サハラの呼び声: 2. 何が起きている?

サハラの呼び声: 2. 何が起きている?

日本に帰って数週間すると、参加者の一人からメールが届いた。
「協生農法に興味がある。是非、うちの団体で実験してみたい。」
後に共にサブサハラに協生農法研究所を設立することになるアンドレ・ティンダノだ。
先ず実験地の条件を聞いた。そして現地の気候データを調べ上げた。植生に関して意見交換しつつ、幾つかの具体的なアドバイスをメールで数週間にわたって指示した。
それからしばらく彼からの連絡が途絶えた。

数ヶ月後、アンドレから一通の封書が届いた。
「協生農法の導入と発展のために、ブルキナファソまで来て欲しい。我々の土地はすでに伝統的な農業に破壊されて久しく、このままでは環境破壊による滅亡の危機に瀕しているー」
差し迫った、切実な内容だった。
追って、メールで実験結果の報告が届いた。

数字の山と見たことのない植物名で埋め尽くされているデータ。
あれだけの指示でよくここまでと感心しながら、解析に取り掛かった。

月額1000ユーロ相当の売り上げ。
500㎡の実験地で、わずか数ヶ月でアンドレが叩き出した数字だ。それ以降もコンスタントにこのレベルを維持している。
いくら理論上協生農法が通年高頻度で収穫可能だとしても、これは多すぎる。第一、現地の経済状況と桁が合わない。
月額1000ユーロが、現地でどれだけの価値をもっているかを考えてみよう。
ブルキナファソの平均国民所得にすれば20倍、
首都における貧困水準に比べれば50倍の値である。計算すれば、わずか10㎡の協生農園が、首都において一人の人間が生活するのに必要な最低賃金を産出してしまうというのだ。
政府機関から慣行農業の生産性データを取り出してきて比べると、実に40倍ー150倍の値である。何度も計算過程や通貨の変換を見直した。それでも数字は明確に同じ値を示し続けている。

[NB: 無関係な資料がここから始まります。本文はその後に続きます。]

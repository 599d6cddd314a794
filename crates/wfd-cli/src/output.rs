use std::path::Path;

use colored::Colorize;
use serde::Serialize;
use wfd_diff::{DiffRecord, Report, WorkflowDiff};
use wfd_store::LoadedWorkflow;

/// Plain-text report with section headers highlighted.
pub fn render_text(diff: &WorkflowDiff) -> String {
    Report::from_records(diff.records.iter().cloned())
        .render_with(|header| header.bold().yellow().to_string())
}

#[derive(Serialize)]
struct SourceSummary<'a> {
    document: &'a Path,
    digest: &'a str,
    blocks: usize,
    links: usize,
}

impl<'a> From<&'a LoadedWorkflow> for SourceSummary<'a> {
    fn from(loaded: &'a LoadedWorkflow) -> Self {
        Self {
            document: &loaded.source.document,
            digest: &loaded.digest,
            blocks: loaded.workflow.blocks().len(),
            links: loaded.workflow.links().len(),
        }
    }
}

#[derive(Serialize)]
struct JsonReport<'a> {
    old: SourceSummary<'a>,
    new: SourceSummary<'a>,
    differences: &'a [DiffRecord],
}

/// Machine-readable report: both sources and every record in pass order.
pub fn render_json(
    old: &LoadedWorkflow,
    new: &LoadedWorkflow,
    diff: &WorkflowDiff,
) -> anyhow::Result<String> {
    let report = JsonReport {
        old: old.into(),
        new: new.into(),
        differences: &diff.records,
    };
    let mut out = serde_json::to_string_pretty(&report)?;
    out.push('\n');
    Ok(out)
}
use std::fmt;

use serde::{Deserialize, Serialize};

/// Stable identifier of a block, port, or link.
///
/// Two entities with the same `Guid` are the same entity, possibly edited,
/// regardless of any other field. Guids are opaque strings taken verbatim
/// from the workflow document.
#[derive(Clone, PartialEq, Eq, Hash, PartialOrd, Ord, Serialize, Deserialize)]
#[serde(transparent)]
pub struct Guid(String);

impl Guid {
    /// Wrap a raw identifier.
    pub fn new(raw: impl Into<String>) -> Self {
        Self(raw.into())
    }

    /// The identifier as a string slice.
    pub fn as_str(&self) -> &str {
        &self.0
    }
}

impl fmt::Debug for Guid {
    fn fmt(&self, f: &mut fmt::Formatter<'_>) -> fmt::Result {
        write!(f, "Guid({})", self.0)
    }
}

impl fmt::Display for Guid {
    fn fmt(&self, f: &mut fmt::Formatter<'_>) -> fmt::Result {
        f.write_str(&self.0)
    }
}

impl From<&str> for Guid {
    fn from(raw: &str) -> Self {
        Self::new(raw)
    }
}

impl From<String> for Guid {
    fn from(raw: String) -> Self {
        Self(raw)
    }
}

/// Explicit identity-key extraction.
///
/// Entities do not implement `PartialEq`/`Hash` by identity; every set or
/// map of entities is keyed through this trait instead, so each call site
/// shows that it compares by identity rather than by value.
pub trait Keyed {
    /// The identity of this entity.
    fn key(&self) -> &Guid;
}

#[cfg(test)]
mod tests {
    use super::*;

    #[test]
    fn display_is_raw_value() {
        let guid = Guid::new("a1b2");
        assert_eq!(guid.to_string(), "a1b2");
        assert_eq!(format!("{guid:?}"), "Guid(a1b2)");
    }

    #[test]
    fn ordering_is_lexicographic() {
        let mut guids = vec![Guid::from("b"), Guid::from("a"), Guid::from("c")];
        guids.sort();
        assert_eq!(guids, vec![Guid::from("a"), Guid::from("b"), Guid::from("c")]);
    }

    #[test]
    fn serde_transparent() {
        let guid: Guid = serde_json::from_str("\"x-1\"").unwrap();
        assert_eq!(guid.as_str(), "x-1");
        assert_eq!(serde_json::to_string(&guid).unwrap(), "\"x-1\"");
    }
}
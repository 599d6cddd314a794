use std::path::{Path, PathBuf};

use tracing::debug;

use crate::config::LoaderConfig;

/// Protoblocks directory used when the input names a document file.
pub const SIBLING_PROTOBLOCKS_DIR: &str = "protoblocks";

/// Where a workflow document and its protoblock manifests live.
#[derive(Clone, Debug, PartialEq, Eq)]
pub struct WorkflowSource {
    /// The path as given by the user.
    pub input: PathBuf,
    /// The workflow JSON document.
    pub document: PathBuf,
    /// Directory holding one `<id>-<version>` subdirectory per protoblock.
    pub protoblocks_dir: PathBuf,
}

impl WorkflowSource {
    /// Resolve a user-supplied path.
    ///
    /// A directory resolves to the configured document and protoblocks
    /// locations inside it. Anything else is taken as the document itself,
    /// with protoblocks in a sibling `protoblocks` directory.
    pub fn resolve(input: impl AsRef<Path>, config: &LoaderConfig) -> Self {
        let input = input.as_ref().to_path_buf();
        let source = if input.is_dir() {
            Self {
                document: input.join(&config.workflow_file),
                protoblocks_dir: input.join(&config.protoblocks_dir),
                input,
            }
        } else {
            let parent = input
                .parent()
                .map(Path::to_path_buf)
                .unwrap_or_default();
            Self {
                document: input.clone(),
                protoblocks_dir: parent.join(SIBLING_PROTOBLOCKS_DIR),
                input,
            }
        };
        debug!(
            input = %source.input.display(),
            document = %source.document.display(),
            "resolved workflow source"
        );
        source
    }
}

#[cfg(test)]
mod tests {
    use super::*;

    #[test]
    fn directory_uses_convention() {
        let dir = tempfile::tempdir().unwrap();
        let source = WorkflowSource::resolve(dir.path(), &LoaderConfig::default());
        assert_eq!(source.document, dir.path().join(".p7/workflow.json"));
        assert_eq!(source.protoblocks_dir, dir.path().join(".p7/protoblocks"));
    }

    #[test]
    fn file_uses_sibling_protoblocks() {
        let dir = tempfile::tempdir().unwrap();
        let file = dir.path().join("workflow.json");
        std::fs::write(&file, "{}").unwrap();

        let source = WorkflowSource::resolve(&file, &LoaderConfig::default());
        assert_eq!(source.document, file);
        assert_eq!(source.protoblocks_dir, dir.path().join("protoblocks"));
    }

    #[test]
    fn missing_path_is_treated_as_file() {
        let source = WorkflowSource::resolve("/nonexistent/flow.json", &LoaderConfig::default());
        assert_eq!(source.document, PathBuf::from("/nonexistent/flow.json"));
        assert_eq!(source.protoblocks_dir, PathBuf::from("/nonexistent/protoblocks"));
    }
}
//! Grouping records into a printable report.

use std::fmt;

use crate::record::{Category, DiffRecord};

/// Text printed when two snapshots do not differ.
pub const NO_DIFFERENCES: &str = "No differences!";

/// The records of one category, in print order.
#[derive(Clone, Debug, PartialEq, Eq)]
pub struct Section {
    pub category: Category,
    pub records: Vec<DiffRecord>,
}

/// Records grouped into sections in fixed category order.
///
/// Empty sections are dropped. Edited blocks and links are sorted by block
/// path (stable, so pass order breaks ties); added and deleted blocks keep
/// pass order.
#[derive(Clone, Debug, Default, PartialEq, Eq)]
pub struct Report {
    sections: Vec<Section>,
}

impl Report {
    pub fn from_records(records: impl IntoIterator<Item = DiffRecord>) -> Self {
        let mut buckets: Vec<Vec<DiffRecord>> = vec![Vec::new(); Category::ALL.len()];
        for record in records {
            let slot = Category::ALL
                .iter()
                .position(|c| *c == record.category())
                .unwrap_or_default();
            buckets[slot].push(record);
        }

        let sections = Category::ALL
            .into_iter()
            .zip(buckets)
            .filter(|(_, records)| !records.is_empty())
            .map(|(category, mut records)| {
                if category.sorted_by_path() {
                    records.sort_by(|a, b| a.block_path().cmp(b.block_path()));
                }
                Section { category, records }
            })
            .collect();

        Self { sections }
    }

    pub fn sections(&self) -> &[Section] {
        &self.sections
    }

    pub fn is_empty(&self) -> bool {
        self.sections.is_empty()
    }

    /// Render the report, passing each section header through `header`
    /// (e.g. to colour it).
    pub fn render_with(&self, header: impl Fn(&str) -> String) -> String {
        if self.is_empty() {
            return format!("{NO_DIFFERENCES}\n");
        }
        let mut out = String::new();
        for section in &self.sections {
            out.push('\n');
            out.push_str(&header(&format!("{}:", section.category.header())));
            out.push('\n');
            for record in &section.records {
                out.push_str(&record.to_string());
                out.push('\n');
            }
        }
        out
    }
}

impl fmt::Display for Report {
    fn fmt(&self, f: &mut fmt::Formatter<'_>) -> fmt::Result {
        f.write_str(&self.render_with(str::to_owned))
    }
}
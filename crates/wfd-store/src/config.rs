use std::path::{Path, PathBuf};

use serde::{Deserialize, Serialize};
use wfd_types::IntegrityPolicy;

use crate::error::{LoadError, LoadResult};

/// Path conventions and policies used when loading workflows.
#[derive(Clone, Debug, PartialEq, Serialize, Deserialize)]
#[serde(default)]
pub struct LoaderConfig {
    /// Location of the workflow document inside a workflow directory.
    pub workflow_file: PathBuf,
    /// Location of the protoblocks directory inside a workflow directory.
    pub protoblocks_dir: PathBuf,
    /// File name of the manifest inside each protoblock directory.
    pub manifest_file: String,
    /// Whether to read protoblock manifests at all.
    pub load_protoblock_names: bool,
    /// Handling of records that violate data-integrity rules.
    pub integrity: IntegrityPolicy,
}

impl Default for LoaderConfig {
    fn default() -> Self {
        Self {
            workflow_file: PathBuf::from(".p7").join("workflow.json"),
            protoblocks_dir: PathBuf::from(".p7").join("protoblocks"),
            manifest_file: "manifest.yaml".into(),
            load_protoblock_names: true,
            integrity: IntegrityPolicy::Abort,
        }
    }
}

impl LoaderConfig {
    /// Parse a configuration from TOML. Missing keys take their defaults.
    pub fn from_toml_str(s: &str) -> LoadResult<Self> {
        toml::from_str(s).map_err(|e| LoadError::Config(e.to_string()))
    }

    /// Read and parse a TOML configuration file.
    pub fn load(path: &Path) -> LoadResult<Self> {
        let text = std::fs::read_to_string(path).map_err(|source| LoadError::Io {
            path: path.to_path_buf(),
            source,
        })?;
        Self::from_toml_str(&text)
    }
}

「これは多すぎる。解析結果と計算過程を共有するから、間違いがないか検査してくれ」
すぐにアンドレから返事が来た。
「マサ、この結果はすべて正しい。我々もびっくりしている。協生農法は、こちらではマジック農法と呼ばれている!」
添付された画像には、1年前までは砂漠化して草一本生えなかった土地が、食用植物で満ち溢れた豊かなジャングルに変貌を遂げていた。その数は、実に150種に及んだ。